This followed an unanimously resolution adopted by the two groups to step down the notice of strike due to expire midnight September 17 and issue a fresh notice of 15 days.

It would be recalled that the union had on September 2 issued the Federal Government a 15 days ultimatum to meet its demands or embark on nationwide strike at the expiry date.

The JOHESU Acting General Secretary, Chief Matthew Ajorutu, said this in a communique issued at the end of an Expanded National Executive Council emergency meeting of the union via Zoom and physical attendance on Friday in Abuja.

The expanded NEC had the Presidents and General Secretaries of affiliate unions and professional associations, NEC members of affiliate unions and JOHESU Chairmen and Secretaries at the state and branch levels.

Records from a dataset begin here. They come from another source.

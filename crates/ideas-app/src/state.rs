//! Application state (Model in TEA pattern)

use rand::rngs::StdRng;
use rand::SeedableRng;

use ideas_core::IdeaRecord;

use crate::config::Settings;
use crate::confirm_dialog::ConfirmDialogState;
use crate::favorites::FavoritesStore;
use crate::idea_store::IdeaStore;
use crate::message::ListNav;
use crate::storage::{KeyValueStore, MemoryStore};

/// Number of ticks a notice stays visible
pub const NOTICE_TICKS: u16 = 60;

/// Rows skipped by PageUp/PageDown in lists
const PAGE_SIZE: usize = 5;

/// Current UI mode/screen
#[derive(Debug, Clone, Copy, PartialEq, Eq, Default)]
pub enum UiMode {
    /// Waiting for the idea list to load
    #[default]
    Loading,

    /// Idea card and favorites panel
    Normal,

    /// Typing into the custom-idea input field
    AddIdea,

    /// All-ideas modal is open
    AllIdeas,

    /// Confirmation dialog (clear favorites)
    ConfirmDialog,

    /// Blocking alert; any dismiss key returns to the previous mode
    Alert,
}

/// Which panel receives list keys in normal mode
#[derive(Debug, Clone, Copy, PartialEq, Eq, Default)]
pub enum Focus {
    #[default]
    Idea,
    Favorites,
}

impl Focus {
    pub fn toggle(self) -> Self {
        match self {
            Focus::Idea => Focus::Favorites,
            Focus::Favorites => Focus::Idea,
        }
    }
}

// ─────────────────────────────────────────────────────────────────────────────
// All Ideas Modal
// ─────────────────────────────────────────────────────────────────────────────

#[derive(Debug, Clone, Copy, PartialEq, Eq, Default)]
pub enum ModalVisibility {
    #[default]
    Hidden,
    Shown,
}

/// Screen rectangle recorded by the renderer for mouse hit-testing
#[derive(Debug, Clone, Copy, PartialEq, Eq)]
pub struct HitRect {
    pub x: u16,
    pub y: u16,
    pub width: u16,
    pub height: u16,
}

impl HitRect {
    pub fn new(x: u16, y: u16, width: u16, height: u16) -> Self {
        Self {
            x,
            y,
            width,
            height,
        }
    }

    pub fn contains(&self, column: u16, row: u16) -> bool {
        column >= self.x
            && column < self.x.saturating_add(self.width)
            && row >= self.y
            && row < self.y.saturating_add(self.height)
    }
}

#[derive(Debug, Clone, Default)]
pub struct AllIdeasState {
    pub visibility: ModalVisibility,
    /// Highlighted row
    pub selected: usize,
    /// Modal content area from the last frame
    pub area: Option<HitRect>,
}

impl AllIdeasState {
    pub fn is_shown(&self) -> bool {
        self.visibility == ModalVisibility::Shown
    }

    /// Open the modal with the selection reset to the top
    pub fn show(&mut self) {
        self.visibility = ModalVisibility::Shown;
        self.selected = 0;
    }

    pub fn hide(&mut self) {
        self.visibility = ModalVisibility::Hidden;
        self.area = None;
    }
}

// ─────────────────────────────────────────────────────────────────────────────
// Notices and Alerts
// ─────────────────────────────────────────────────────────────────────────────

#[derive(Debug, Clone, Copy, PartialEq, Eq)]
pub enum NoticeLevel {
    Info,
    Success,
    Warning,
    Error,
}

/// Non-blocking message shown in the footer until it expires
#[derive(Debug, Clone, PartialEq, Eq)]
pub struct Notice {
    pub message: String,
    pub level: NoticeLevel,
    pub ticks_remaining: u16,
}

/// Blocking alert
#[derive(Debug, Clone, PartialEq, Eq)]
pub struct AlertState {
    pub message: String,
    /// Mode restored when the alert is dismissed
    pub return_to: UiMode,
}

/// Outcome of the startup load
#[derive(Debug, Clone, PartialEq, Eq, Default)]
pub enum LoadStatus {
    #[default]
    Pending,
    Loaded,
    /// The source failed and the built-in ideas are in use
    Fallback { error: String },
}

// ─────────────────────────────────────────────────────────────────────────────
// AppState
// ─────────────────────────────────────────────────────────────────────────────

/// Complete application state (the Model in TEA)
#[derive(Debug)]
pub struct AppState {
    pub ui_mode: UiMode,
    pub focus: Focus,

    /// Loaded ideas plus custom ones added this session
    pub ideas: IdeaStore,
    /// Idea shown on the card
    pub current: Option<IdeaRecord>,

    /// Persisted favorites
    pub favorites: FavoritesStore,
    /// Highlighted favorite when the favorites panel has focus
    pub favorites_selected: usize,

    pub all_ideas: AllIdeasState,

    /// Custom-idea input buffer
    pub input: String,

    pub confirm_dialog_state: Option<ConfirmDialogState>,
    pub alert: Option<AlertState>,
    pub notice: Option<Notice>,

    pub settings: Settings,
    /// Human-readable idea source shown in the header
    pub source_label: String,
    pub load_status: LoadStatus,

    pub rng: StdRng,
    quitting: bool,
}

impl Default for AppState {
    fn default() -> Self {
        Self::new()
    }
}

impl AppState {
    /// State with default settings and in-memory favorites
    pub fn new() -> Self {
        Self::with_settings(Settings::default(), Box::new(MemoryStore::new()))
    }

    pub fn with_settings(settings: Settings, storage: Box<dyn KeyValueStore>) -> Self {
        Self {
            ui_mode: UiMode::Loading,
            focus: Focus::Idea,
            ideas: IdeaStore::new(),
            current: None,
            favorites: FavoritesStore::new(storage),
            favorites_selected: 0,
            all_ideas: AllIdeasState::default(),
            input: String::new(),
            confirm_dialog_state: None,
            alert: None,
            notice: None,
            source_label: settings.source.location.clone(),
            settings,
            load_status: LoadStatus::Pending,
            rng: StdRng::from_entropy(),
            quitting: false,
        }
    }

    /// Replace the random generator with a seeded one
    pub fn with_seed(mut self, seed: u64) -> Self {
        self.rng = StdRng::seed_from_u64(seed);
        self
    }

    pub fn should_quit(&self) -> bool {
        self.quitting
    }

    pub fn request_quit(&mut self) {
        self.quitting = true;
    }

    pub fn is_fallback(&self) -> bool {
        matches!(self.load_status, LoadStatus::Fallback { .. })
    }

    // ─────────────────────────────────────────────────────────
    // Notices
    // ─────────────────────────────────────────────────────────

    pub fn set_notice(&mut self, level: NoticeLevel, message: impl Into<String>) {
        self.notice = Some(Notice {
            message: message.into(),
            level,
            ticks_remaining: NOTICE_TICKS,
        });
    }

    /// Count down the active notice, dropping it once expired
    pub fn tick_notice(&mut self) {
        if let Some(notice) = self.notice.as_mut() {
            notice.ticks_remaining = notice.ticks_remaining.saturating_sub(1);
            if notice.ticks_remaining == 0 {
                self.notice = None;
            }
        }
    }

    /// Show a blocking alert over the current mode
    pub fn show_alert(&mut self, message: impl Into<String>) {
        let return_to = match self.ui_mode {
            UiMode::Alert => self
                .alert
                .as_ref()
                .map(|a| a.return_to)
                .unwrap_or(UiMode::Normal),
            mode => mode,
        };
        self.alert = Some(AlertState {
            message: message.into(),
            return_to,
        });
        self.ui_mode = UiMode::Alert;
    }

    /// Keep the favorites selection inside the list after it shrinks
    pub fn clamp_favorites_selection(&mut self) {
        let len = self.favorites.len();
        if self.favorites_selected >= len {
            self.favorites_selected = len.saturating_sub(1);
        }
    }
}

/// Move a list cursor, clamped to `[0, len)`
pub fn navigate(selected: usize, len: usize, nav: ListNav) -> usize {
    if len == 0 {
        return 0;
    }
    let last = len - 1;
    match nav {
        ListNav::Up => selected.saturating_sub(1),
        ListNav::Down => (selected + 1).min(last),
        ListNav::PageUp => selected.saturating_sub(PAGE_SIZE),
        ListNav::PageDown => (selected + PAGE_SIZE).min(last),
        ListNav::Home => 0,
        ListNav::End => last,
    }
}

#[cfg(test)]
mod tests {
    use super::*;

    #[test]
    fn test_new_state_is_loading() {
        let state = AppState::new();
        assert_eq!(state.ui_mode, UiMode::Loading);
        assert_eq!(state.load_status, LoadStatus::Pending);
        assert!(state.current.is_none());
        assert!(!state.should_quit());
        assert_eq!(state.source_label, "ideas.json");
    }

    #[test]
    fn test_hit_rect_contains() {
        let rect = HitRect::new(10, 5, 20, 4);
        assert!(rect.contains(10, 5));
        assert!(rect.contains(29, 8));
        assert!(!rect.contains(30, 8));
        assert!(!rect.contains(10, 9));
        assert!(!rect.contains(9, 5));
    }

    #[test]
    fn test_all_ideas_show_resets_selection() {
        let mut modal = AllIdeasState {
            selected: 4,
            ..Default::default()
        };
        modal.show();
        assert!(modal.is_shown());
        assert_eq!(modal.selected, 0);

        modal.area = Some(HitRect::new(0, 0, 1, 1));
        modal.hide();
        assert!(!modal.is_shown());
        assert!(modal.area.is_none());
    }

    #[test]
    fn test_notice_expires_after_ticks() {
        let mut state = AppState::new();
        state.set_notice(NoticeLevel::Info, "hello");

        for _ in 0..NOTICE_TICKS - 1 {
            state.tick_notice();
        }
        assert!(state.notice.is_some());

        state.tick_notice();
        assert!(state.notice.is_none());
    }

    #[test]
    fn test_alert_remembers_previous_mode() {
        let mut state = AppState::new();
        state.ui_mode = UiMode::AllIdeas;

        state.show_alert("first");
        state.show_alert("second");

        assert_eq!(state.ui_mode, UiMode::Alert);
        let alert = state.alert.as_ref().unwrap();
        assert_eq!(alert.message, "second");
        assert_eq!(alert.return_to, UiMode::AllIdeas);
    }

    #[test]
    fn test_navigate_clamps() {
        assert_eq!(navigate(0, 3, ListNav::Up), 0);
        assert_eq!(navigate(2, 3, ListNav::Down), 2);
        assert_eq!(navigate(1, 20, ListNav::PageDown), 6);
        assert_eq!(navigate(3, 20, ListNav::PageUp), 0);
        assert_eq!(navigate(5, 20, ListNav::End), 19);
        assert_eq!(navigate(5, 20, ListNav::Home), 0);
        assert_eq!(navigate(5, 0, ListNav::Down), 0);
    }

    #[test]
    fn test_focus_toggle() {
        assert_eq!(Focus::Idea.toggle(), Focus::Favorites);
        assert_eq!(Focus::Favorites.toggle(), Focus::Idea);
    }
}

Ajorutu said that NEC-in-session had critically appraised the reports of JOHESU negotiation and conciliation meetings with the Federal Government since the declaration of the trade dispute through the 15 days strike notice issued on September 2.

He said that NEC also noted the appeal from President Muhammadu Buhari on the need to show understanding with his administration and the President’s pledge to pay any debt owed health workers.

He said that NEC also received and examined reports of congresses held at various health facilities across the country on the mobilisation for the strike action due to commence at midnight on September 18.

According to Ajorutu, NEC, after long hours of exhaustive deliberations on issues surrounding the planned industrial action, resolved that the Federal Ministry of Health should ensure speedy circularisation of all establishment and welfare matters as agreed during negotiation meetings.

He said: “The Federal Government should ensure that the new data for the computation of the adjusted Consolidated Health Salary Structure (CONHESS) for JOHESU members be completed and submitted to the ‘High Level Body (HLB)’ of the FG not later than Wednesday, September 22, as agreed.

“NEC-in-session urges the Federal Government to ensure that the High Level Body (HLB) complete and submit the computation of the adjusted CONHESS for inclusion in the 2022 budget within the September 30th, submission window.

“NEC urges the Federal Government to reciprocate the patriotic humanitarian gesture of JOHESU in the interest of the larger Nigerian masses to expeditiously resolve all the demands within the fifteen days window.

“Finally, NEC-in-Session unanimously adopts a resolution to step down the notice of strike action due to expire mid-night September 17, and issue a fresh notice of fifteen days.”

The communique further said that NEC commended all members for their commitment and understanding towards the struggle for better working conditions, improved healthcare services and social justice for all.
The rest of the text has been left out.